Yeni eğitim öğretim yılının sona erdiği bu günlerde öğretmenlerin ve diğer eğitim çalışanlarının yıl boyunca sergilediği fedakârlığın göz ardı edilemeyeceğini vurgulayan Coşkun, "Bu yıl da tıpkı önceki yıllarda olduğu gibi öğretmenlerimiz, idarecilerimiz, hizmetli ve memurlarımız öğrencilerimizin en iyi şekilde eğitim alması için yoğun bir çaba sarf etti. Eğitim sadece ders anlatmakla sınırlı değildir; aynı zamanda bir nesli şekillendirme, değer kazandırma, geleceği inşa etme sorumluluğudur. Bu bilinçle yıl boyunca özveriyle çalışan tüm eğitim neferlerine teşekkür ediyor, öğrencilerimize başarılarla dolu bir gelecek diliyorum" dedi.

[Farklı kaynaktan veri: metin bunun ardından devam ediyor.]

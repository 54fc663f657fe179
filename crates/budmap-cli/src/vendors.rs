//! Vendor command handlers: search, show, directions, route map, check-in and
//! analytics. Each handler builds a [`VendorSearchService`] from the
//! environment configuration and prints to stdout.

use budmap_core::{
    external_maps_url, render_route_map_html, AppConfig, Coordinates, DealType, MapsPlatform,
    Vendor, VendorSearchParams,
};
use budmap_vendors::VendorSearchService;
use chrono::SecondsFormat;
use clap::Subcommand;

/// Sub-commands available under `vendors`.
#[derive(Debug, Subcommand)]
pub enum VendorsCommands {
    /// Search vendors by deal type
    Search {
        /// birthday, daily, or special
        #[arg(long)]
        deal_type: DealType,
        /// Distance ceiling in miles (applies with --lat/--lng)
        #[arg(long, default_value_t = 25.0)]
        max_distance: f64,
        /// Maximum number of vendors to show
        #[arg(long, default_value_t = 20)]
        max_results: usize,
        /// Your latitude
        #[arg(long, requires = "lng", allow_negative_numbers = true)]
        lat: Option<f64>,
        /// Your longitude
        #[arg(long, requires = "lat", allow_negative_numbers = true)]
        lng: Option<f64>,
    },
    /// Show one vendor as JSON
    Show {
        /// Vendor ID
        id: String,
    },
    /// Distance and maps app links to a vendor
    Directions {
        /// Vendor ID
        id: String,
        #[arg(long, allow_negative_numbers = true)]
        lat: f64,
        #[arg(long, allow_negative_numbers = true)]
        lng: f64,
        /// Only print the link for this platform (ios or android)
        #[arg(long)]
        platform: Option<MapsPlatform>,
    },
    /// Print the route map HTML page for a vendor
    Map {
        /// Vendor ID
        id: String,
        #[arg(long, allow_negative_numbers = true)]
        lat: f64,
        #[arg(long, allow_negative_numbers = true)]
        lng: f64,
    },
}

pub(crate) async fn run(config: &AppConfig, command: VendorsCommands) -> anyhow::Result<()> {
    match command {
        VendorsCommands::Search {
            deal_type,
            max_distance,
            max_results,
            lat,
            lng,
        } => {
            let params = VendorSearchParams {
                deal_type,
                max_distance,
                max_results,
                current_location: lat.zip(lng).map(|(lat, lng)| Coordinates::new(lat, lng)),
            };
            run_vendors_search(config, &params).await
        }
        VendorsCommands::Show { id } => run_vendors_show(config, &id).await,
        VendorsCommands::Directions {
            id,
            lat,
            lng,
            platform,
        } => run_vendors_directions(config, &id, Coordinates::new(lat, lng), platform).await,
        VendorsCommands::Map { id, lat, lng } => {
            run_vendors_map(config, &id, Coordinates::new(lat, lng)).await
        }
    }
}

async fn find_vendor(service: &VendorSearchService, id: &str) -> anyhow::Result<Vendor> {
    service
        .get_vendor_by_id(id)
        .await?
        .ok_or_else(|| anyhow::anyhow!("vendor '{id}' not found"))
}

fn fmt_distance(distance: Option<f64>) -> String {
    distance.map_or_else(|| "\u{2014}".to_string(), |d| format!("{d:.1} mi"))
}

/// Search vendors and print a ranked table.
///
/// # Errors
///
/// Returns an error if the service cannot be built or the catalog cannot be
/// read.
pub(crate) async fn run_vendors_search(
    config: &AppConfig,
    params: &VendorSearchParams,
) -> anyhow::Result<()> {
    let service = VendorSearchService::from_app_config(config).await?;
    let results = service.search_vendors(params).await?;

    if results.is_empty() {
        println!("no vendors found with {} deals", params.deal_type);
        return Ok(());
    }

    println!("{:<6}{:<28}{:<8}{:<10}PARTNER", "ID", "NAME", "RATING", "DISTANCE");
    for result in &results {
        let vendor = &result.vendor;
        println!(
            "{:<6}{:<28}{:<8.1}{:<10}{}",
            vendor.id,
            vendor.name,
            vendor.rating,
            fmt_distance(result.distance),
            if vendor.is_partner { "yes" } else { "" }
        );
    }

    Ok(())
}

/// # Errors
///
/// Returns an error if the vendor does not exist or the catalog cannot be
/// read.
pub(crate) async fn run_vendors_show(config: &AppConfig, id: &str) -> anyhow::Result<()> {
    let service = VendorSearchService::from_app_config(config).await?;
    let vendor = find_vendor(&service, id).await?;
    println!("{}", serde_json::to_string_pretty(&vendor)?);
    Ok(())
}

/// # Errors
///
/// Returns an error if the vendor does not exist or the catalog cannot be
/// read.
pub(crate) async fn run_vendors_directions(
    config: &AppConfig,
    id: &str,
    origin: Coordinates,
    platform: Option<MapsPlatform>,
) -> anyhow::Result<()> {
    let service = VendorSearchService::from_app_config(config).await?;
    let vendor = find_vendor(&service, id).await?;
    let destination = vendor.location.coordinates;

    println!("{} \u{2014} {}", vendor.name, vendor.location.address);
    println!("Distance: {:.1} mi", origin.distance_miles_to(&destination));

    let platforms = match platform {
        Some(platform) => vec![platform],
        None => vec![MapsPlatform::Ios, MapsPlatform::Android],
    };
    for platform in platforms {
        let label = match platform {
            MapsPlatform::Ios => "iOS",
            MapsPlatform::Android => "Android",
        };
        println!(
            "{label}: {}",
            external_maps_url(platform, &vendor.name, destination)
        );
    }

    Ok(())
}

/// # Errors
///
/// Returns an error if `BUDMAP_MAPS_API_KEY` is unset, the vendor does not
/// exist, or the catalog cannot be read.
pub(crate) async fn run_vendors_map(
    config: &AppConfig,
    id: &str,
    origin: Coordinates,
) -> anyhow::Result<()> {
    let api_key = config
        .maps_api_key
        .as_deref()
        .ok_or_else(|| anyhow::anyhow!("BUDMAP_MAPS_API_KEY is required to render route maps"))?;

    let service = VendorSearchService::from_app_config(config).await?;
    let vendor = find_vendor(&service, id).await?;
    println!("{}", render_route_map_html(origin, &vendor, api_key));
    Ok(())
}

/// Record a check-in. With the default in-memory store the check-in only
/// lives for this process; set `BUDMAP_CHECKIN_STORE_PATH` to keep it.
///
/// # Errors
///
/// Returns an error if the check-in store cannot be opened or written.
pub(crate) async fn run_check_in(
    config: &AppConfig,
    vendor_id: &str,
    user_id: &str,
) -> anyhow::Result<()> {
    if user_id.trim().is_empty() {
        anyhow::bail!("--user must not be empty");
    }
    if config.checkin_store_path.is_none() {
        tracing::warn!("BUDMAP_CHECKIN_STORE_PATH not set; check-in will not be persisted");
    }

    let service = VendorSearchService::from_app_config(config).await?;
    let receipt = service.check_in_at_vendor(vendor_id, user_id).await?;
    println!(
        "checked in {user_id} at vendor {vendor_id} at {}",
        receipt.timestamp.to_rfc3339_opts(SecondsFormat::Millis, true)
    );
    Ok(())
}

/// # Errors
///
/// Returns an error if the service cannot be built.
pub(crate) async fn run_analytics(config: &AppConfig, vendor_id: &str) -> anyhow::Result<()> {
    let service = VendorSearchService::from_app_config(config).await?;
    let analytics = service.get_vendor_analytics(vendor_id);

    println!("Vendor {vendor_id}");
    println!("{:<18}{}", "check-ins", analytics.check_ins);
    println!("{:<18}{}", "social posts", analytics.social_posts);
    println!("{:<18}{}", "route visits", analytics.route_visits);
    println!("{:<18}{}", "unique visitors", analytics.unique_visitors);
    println!("{:<18}{}", "repeat visitors", analytics.repeat_visitors);
    Ok(())
}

"Yeni müfredat olumlu ama sorunlar çözülmeden başarı gelmez"
Türkiye Yüzyılı Maarif Modeli kapsamında yürürlüğe giren yeni müfredatın öğretmen özerkliğini artırmayı ve öğrenciyi merkeze almayı hedeflediğini belirten Coşkun, bu gelişmenin olumlu olduğunu ancak sistemin köklü sorunlarının hâlâ çözüme kavuşmadığını söyledi.

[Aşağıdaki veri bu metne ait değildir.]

//! Writing generated files below an output root

use crate::error::{CodegenError, CodegenResult};
use pommel_core::Artifact;
use std::fs;
use std::path::{Path, PathBuf};
use tracing::{debug, info};

/// Files touched by [`write_artifacts`]
#[derive(Debug, Clone, Default, PartialEq, Eq)]
pub struct WriteReport {
    pub written: Vec<PathBuf>,
    /// Already present with identical contents
    pub unchanged: Vec<PathBuf>,
}

/// Write every artifact to `<root>/<package dirs>/<file name>`.
///
/// A file whose current contents already match is left alone so its
/// modification time does not trigger downstream recompilation.
pub fn write_artifacts<'a>(
    artifacts: impl IntoIterator<Item = &'a Artifact>,
    root: &Path,
) -> CodegenResult<WriteReport> {
    let mut report = WriteReport::default();

    for artifact in artifacts {
        let path = root.join(artifact.relative_path());

        if fs::read_to_string(&path).is_ok_and(|existing| existing == artifact.contents) {
            debug!(path = %path.display(), "unchanged");
            report.unchanged.push(path);
            continue;
        }

        if let Some(parent) = path.parent() {
            fs::create_dir_all(parent).map_err(|source| CodegenError::CreateDir {
                path: parent.to_path_buf(),
                source,
            })?;
        }
        fs::write(&path, &artifact.contents).map_err(|source| CodegenError::Write {
            path: path.clone(),
            source,
        })?;

        info!(path = %path.display(), "wrote module");
        report.written.push(path);
    }

    Ok(report)
}

#[cfg(test)]
#[path = "writer/writer_tests.rs"]
mod writer_tests;
//! JSON manifest of discovered constructs.
//!
//! The host adapter writes one manifest per compilation: the container
//! metadata it knows about and every construct carrying `@SoloModule`.
//!
//! ```json
//! {
//!   "containers": { "test.Sample$Companion": "companion" },
//!   "constructs": [
//!     { "kind": "type", "name": "test.SampleClass", "constructors": [{ "injectable": true }] }
//!   ]
//! }
//! ```

use crate::construct::Construct;
use crate::error::{ModelError, ModelResult};
use crate::source::{ContainerKind, MetadataSource};
use crate::type_name::ClassName;
use serde::{Deserialize, Serialize};
use std::collections::BTreeMap;
use std::path::Path;

/// Constructs and container metadata for one compilation
#[derive(Debug, Clone, Default, PartialEq, Eq, Serialize, Deserialize)]
pub struct Manifest {
    /// Container kinds keyed by reflection name (`test.Sample$Companion`)
    #[serde(default)]
    pub containers: BTreeMap<String, ContainerKind>,

    #[serde(default)]
    pub constructs: Vec<Construct>,
}

impl Manifest {
    /// Load a manifest from a file
    pub fn from_file(path: impl AsRef<Path>) -> ModelResult<Self> {
        let content = std::fs::read_to_string(path.as_ref())?;
        Self::from_json(&content)
    }

    /// Parse a manifest from JSON text
    pub fn from_json(content: &str) -> ModelResult<Self> {
        Ok(serde_json::from_str(content)?)
    }

    pub fn to_json(&self) -> ModelResult<String> {
        Ok(serde_json::to_string_pretty(self)?)
    }

    /// Record the kind of a container
    pub fn with_container(mut self, container: &ClassName, kind: ContainerKind) -> Self {
        self.containers.insert(container.reflection_name(), kind);
        self
    }

    pub fn with_construct(mut self, construct: Construct) -> Self {
        self.constructs.push(construct);
        self
    }
}

impl MetadataSource for Manifest {
    fn container_kind(&self, container: &ClassName) -> ModelResult<ContainerKind> {
        self.containers
            .get(&container.reflection_name())
            .or_else(|| self.containers.get(&container.canonical_name()))
            .copied()
            .ok_or_else(|| ModelError::MissingMetadata(container.reflection_name()))
    }
}
//! Error types for source emission

use std::path::PathBuf;
use thiserror::Error;

/// Result type alias for code generation
pub type CodegenResult<T> = Result<T, CodegenError>;

#[derive(Error, Debug)]
pub enum CodegenError {
    /// A generated name is not a legal Java identifier
    #[error("invalid {context} '{identifier}'")]
    InvalidIdentifier { identifier: String, context: String },

    /// The binding cannot be expressed with the requested declaration
    #[error("cannot render {type_name}: {reason}")]
    UnsupportedType { type_name: String, reason: String },

    /// Output directory could not be created
    #[error("failed to create directory {}: {source}", path.display())]
    CreateDir {
        path: PathBuf,
        #[source]
        source: std::io::Error,
    },

    /// Generated file could not be written
    #[error("failed to write {}: {source}", path.display())]
    Write {
        path: PathBuf,
        #[source]
        source: std::io::Error,
    },
}

impl CodegenError {
    /// Returns a stable numeric code for the error kind
    pub fn error_code(&self) -> u32 {
        match self {
            CodegenError::InvalidIdentifier { .. } => 1,
            CodegenError::UnsupportedType { .. } => 2,
            CodegenError::CreateDir { .. } => 3,
            CodegenError::Write { .. } => 4,
        }
    }

    pub(crate) fn invalid_identifier(identifier: &str, context: &str) -> Self {
        CodegenError::InvalidIdentifier {
            identifier: identifier.to_string(),
            context: context.to_string(),
        }
    }
}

Coçkun, "Yeni müfredatın içeriği kadar, bu müfredatı uygulayacak olan öğretmenin koşulları da önemlidir. Sıra tayini uygulamasının yeniden işler hâle getirilmesi, kariyer basamaklarının sınavsız bir şekilde yeniden düzenlenmesi gibi bazı olumlu adımlar atılmış olsa da, eğitim çalışanlarını doğrudan etkileyen pek çok problem hâlâ çözüm beklemektedir. Kalıcı başarı ancak yapısal reformlarla mümkündür" ifadelerini kullandı.
"Sözleşmeli öğretmenlik, öğretmenlerin aile bütünlüğünü tehdit ediyor"
Sözleşmeli öğretmenlik sisteminin, öğretmenlerin hem sosyal hem de mesleki hayatını olumsuz etkilediğini belirten Coşkun, bu uygulamanın derhal sonlandırılması gerektiğini ifade etti. Coçkun, "Sözleşmeli öğretmenler aile bütünlüğünü kuramıyor, sağlık sorunları karşısında dahi tayin hakkına sahip olamıyor. Öğretmenler ya eşinden ya da işinden vazgeçmek zorunda bırakılıyor. Bu tablo, eğitim sistemine zarar verdiği gibi, öğretmenin moralini ve motivasyonunu da kırıyor. Mülakat sistemi ise adalet duygusunu zedeliyor. Öğretmenlik gibi toplumun en saygın mesleklerinden birinde, yalnızca KPSS puanıyla alım yapılmalı, mülakat gibi keyfi uygulamalara son verilmelidir" dedi.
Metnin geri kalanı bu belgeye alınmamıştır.